Prepare for the Possibility of Hospitalization or Extended Treatment

During your visit, your pet may undergo a series of diagnostic tests, and results may take a while. If your pet is able to come home, ask about any home care or rechecks. However, keep in mind that the ER’s main goal is to stabilize your pet, so your pet may require hospitalization at the emergency pet clinic or else be transferred to your regular veterinarian the next day for follow-up care. Your dog or cat may even be referred to a veterinary specialist for a more advanced workup or surgery. 

Pet Emergency Costs and How to Pay

Woman paying for pet emergency

While preparation is key in planning for a trip to the pet emergency room, the unexpected can still catch us off-guard financially. Emergency pet services, like in human medicine, are generally more expensive than services provided at a general veterinary practice due to more frequent patient monitoring and treatments, the stocking of special life-saving drugs, the cost of emergency medical equipment, and extra training of many emergency vets and staff. In order to remain open to continue to help animals, pet ER clinics must charge appropriately for their services. 

The below chart shows average costs of certain emergency pet services. Keep in mind that the prices for these services vary by geographic location and clinic type.

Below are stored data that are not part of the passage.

use std::sync::Arc;

use anyhow::{Context, Result};
use clap::{Parser, Subcommand};
use serde_json::json;
use stk_config::secrets::{resolve_secrets, ResolvedSecrets};
use stk_config::{SyncConfig, UnusedKeyPolicy};
use stk_store::{MarketplaceCredentials, MemoryStore, PgStore, ShopRecord, SyncStore};
use stk_sync::{run_sync_once, SyncContext};
use tracing::{info, warn};

#[derive(Parser)]
#[command(name = "stk")]
#[command(about = "Two-way stock sync between a primary store and a marketplace shop", long_about = None)]
struct Cli {
    #[command(subcommand)]
    cmd: Commands,
}

#[derive(Subcommand)]
enum Commands {
    /// Run one sync pass for a shop
    Sync {
        /// Primary shop domain (e.g. demo.myshopify.com)
        #[arg(long)]
        shop: String,

        /// Layered config paths in merge order
        #[arg(long = "config", required = true)]
        config_paths: Vec<String>,

        /// Debug-level logging unless RUST_LOG says otherwise
        #[arg(long, default_value_t = false)]
        debug: bool,

        /// Use an in-memory store seeded from the bootstrap tokens
        #[arg(long, default_value_t = false)]
        memory: bool,
    },

    /// Database commands
    Db {
        #[command(subcommand)]
        cmd: DbCmd,
    },

    /// Compute layered config hash + print canonical JSON
    ConfigHash {
        /// Paths in merge order (base -> env -> shop overrides...)
        #[arg(required = true)]
        paths: Vec<String>,
    },
}

#[derive(Subcommand)]
enum DbCmd {
    Status,
    /// Apply embedded SQL migrations.
    Migrate,
}

fn init_tracing(debug: bool) {
    let default = if debug { "debug" } else { "info" };
    tracing_subscriber::fmt()
        .with_env_filter(
            tracing_subscriber::EnvFilter::try_from_default_env().unwrap_or_else(|_| default.into()),
        )
        .init();
}

#[tokio::main]
async fn main() -> Result<()> {
    // Silent if the file does not exist; deployments inject env vars directly.
    let _ = dotenvy::from_filename(".env.local");

    let cli = Cli::parse();
    let debug = matches!(cli.cmd, Commands::Sync { debug: true, .. });
    init_tracing(debug);

    match cli.cmd {
        Commands::Sync {
            shop,
            config_paths,
            memory,
            ..
        } => sync(&shop, &config_paths, memory).await,

        Commands::Db { cmd } => {
            let pool = stk_store::connect_from_env(stk_store::ENV_DB_URL).await?;
            let store = PgStore::new(pool);
            match cmd {
                DbCmd::Status => {
                    let s = store.status().await?;
                    println!("db_ok={} has_stock_records_table={}", s.ok, s.has_stock_records_table);
                }
                DbCmd::Migrate => {
                    store.migrate().await?;
                    println!("migrations_applied=true");
                }
            }
            Ok(())
        }

        Commands::ConfigHash { paths } => {
            let path_refs: Vec<&str> = paths.iter().map(|s| s.as_str()).collect();
            let loaded = stk_config::load_layered_yaml(&path_refs)?;
            println!("config_hash={}", loaded.config_hash);
            println!("{}", loaded.canonical_json);
            Ok(())
        }
    }
}

async fn sync(shop: &str, config_paths: &[String], memory: bool) -> Result<()> {
    let path_refs: Vec<&str> = config_paths.iter().map(|s| s.as_str()).collect();
    let loaded = stk_config::load_layered_yaml(&path_refs)?;
    let unused = stk_config::report_unused_keys(&loaded.config_json, UnusedKeyPolicy::Warn)?;
    if !unused.is_clean() {
        warn!(keys = ?unused.unused_leaf_pointers, "config keys not consumed by any setting");
    }
    let cfg = SyncConfig::from_json(&loaded.config_json)?;
    let secrets = resolve_secrets(&loaded.config_json)?;
    info!(shop, config_hash = %loaded.config_hash, memory, "configuration loaded");

    let store: Arc<dyn SyncStore> = if memory {
        Arc::new(seeded_memory_store(shop, &secrets))
    } else {
        let url = secrets.database_url.as_deref().with_context(|| {
            format!(
                "database url env var '{}' is not set (use --memory for a dry store)",
                cfg.store.database_url_env
            )
        })?;
        Arc::new(PgStore::new(stk_store::connect(url).await?))
    };

    let ctx = SyncContext::from_config(&cfg, &secrets, store);
    match run_sync_once(&ctx, shop).await {
        Ok(summary) => {
            println!("{}", serde_json::to_string_pretty(&summary)?);
            Ok(())
        }
        Err(e) => {
            eprintln!(
                "{}",
                json!({ "ok": false, "shop": shop, "stage": e.stage, "error": e.cause.to_string() })
            );
            std::process::exit(1);
        }
    }
}

/// Shop record for a `--memory` run. The marketplace side starts from a
/// refresh token so the first call obtains a fresh access token.
fn seeded_memory_store(shop: &str, secrets: &ResolvedSecrets) -> MemoryStore {
    let mut record = ShopRecord::new(shop);
    record.primary_access_token = secrets.bootstrap_primary_token.clone();
    if let Some(refresh) = &secrets.bootstrap_marketplace_refresh_token {
        record.marketplace = MarketplaceCredentials {
            onboarded: true,
            refresh_token: Some(refresh.clone()),
            ..Default::default()
        };
    } else {
        warn!(shop, "no bootstrap marketplace refresh token; marketplace auth will fail");
    }
    MemoryStore::with_shop(record)
}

Pet insurance can help cover the costs of emergency services, tests, and procedures. 

Type of Pet Emergency Service Cost
Emergency exam fee $100-$150
Basic blood work $100-$200
Urinalysis $25-$50
Radiographs/X-rays $100-$350
Abdominal ultrasound (sonogram) $200-$500
Echocardiogram (heart ultrasound) $300-$500
CT scan (or CAT scan) or MRI $1,500-$3,000
Blood pressure measurement $40-$75
Electrocardiogram (ECG or EKG) $25-$50
IV catheter and fluids $110-$150
Pain medications $40-$80
Other medications $50-$150
Anesthesia and surgery Hundreds of dollars – Thousands of dollars
Hospitalization and monitoring $50-$200

The costs of common veterinary emergencies differ based on the type and severity of injury or illness sustained. For example:

Type of Pet Emergency Cost
Gastrointestinal upset $500-$2,000
Gastric dilatation volvulus (GDV) surgery $3,000-$8,000
Congestive heart failure (CHF) $1,500-$2,500
Toxicity $500-$5,000
Hit by car $500-$8,000
Heat stroke $1,500-$6,000
Dog attack $1,000-$8,000
Urinary tract obstruction $1,500-$3,000
Pyometra $1,000-$5,000
Caesarean section $1,500-$3,500

In addition to a savings account and medical and emergency pet insurance, other financial options do exist. However, not all are accepted by every pet clinic, so inquire early on and plan on providing full payment (or at least a deposit in some circumstances) before you leave the pet emergency room after your pet’s visit. 

Other financial options for covering pet emergencies include:

  • Monetary loan from a family member
  • Third-party payment plans (require pre-approval and are subject to your credit score): CareCredit, Scratchpay, Wells Fargo Health Advantage Veterinary Client Financing
  • Crowdsourcing: GoFundMe, Waggle
  • Payment plan: Certain clinics may allow you to set up a plan to pay in installments, particularly if you have a preexisting relationship with them.
  • Charitable services: Some emergency pet hospitals and veterinary schools have charitable compassion funds for low-income clients.
  • Various assistance funds on a state or national level are also available for certain services, as listed on the website for The Humane Society of the United States (HSUS).

Pet Emergencies: Better to Be Prepared

Hopefully, your dog or cat will never have to face an emergency. However, by following these steps and quickly recognizing an emergency condition in your dog or cat, you can implement a calm and prompt strategy to make an emergency less frightening for everyone—and hopefully improve your pet’s outcome in the process.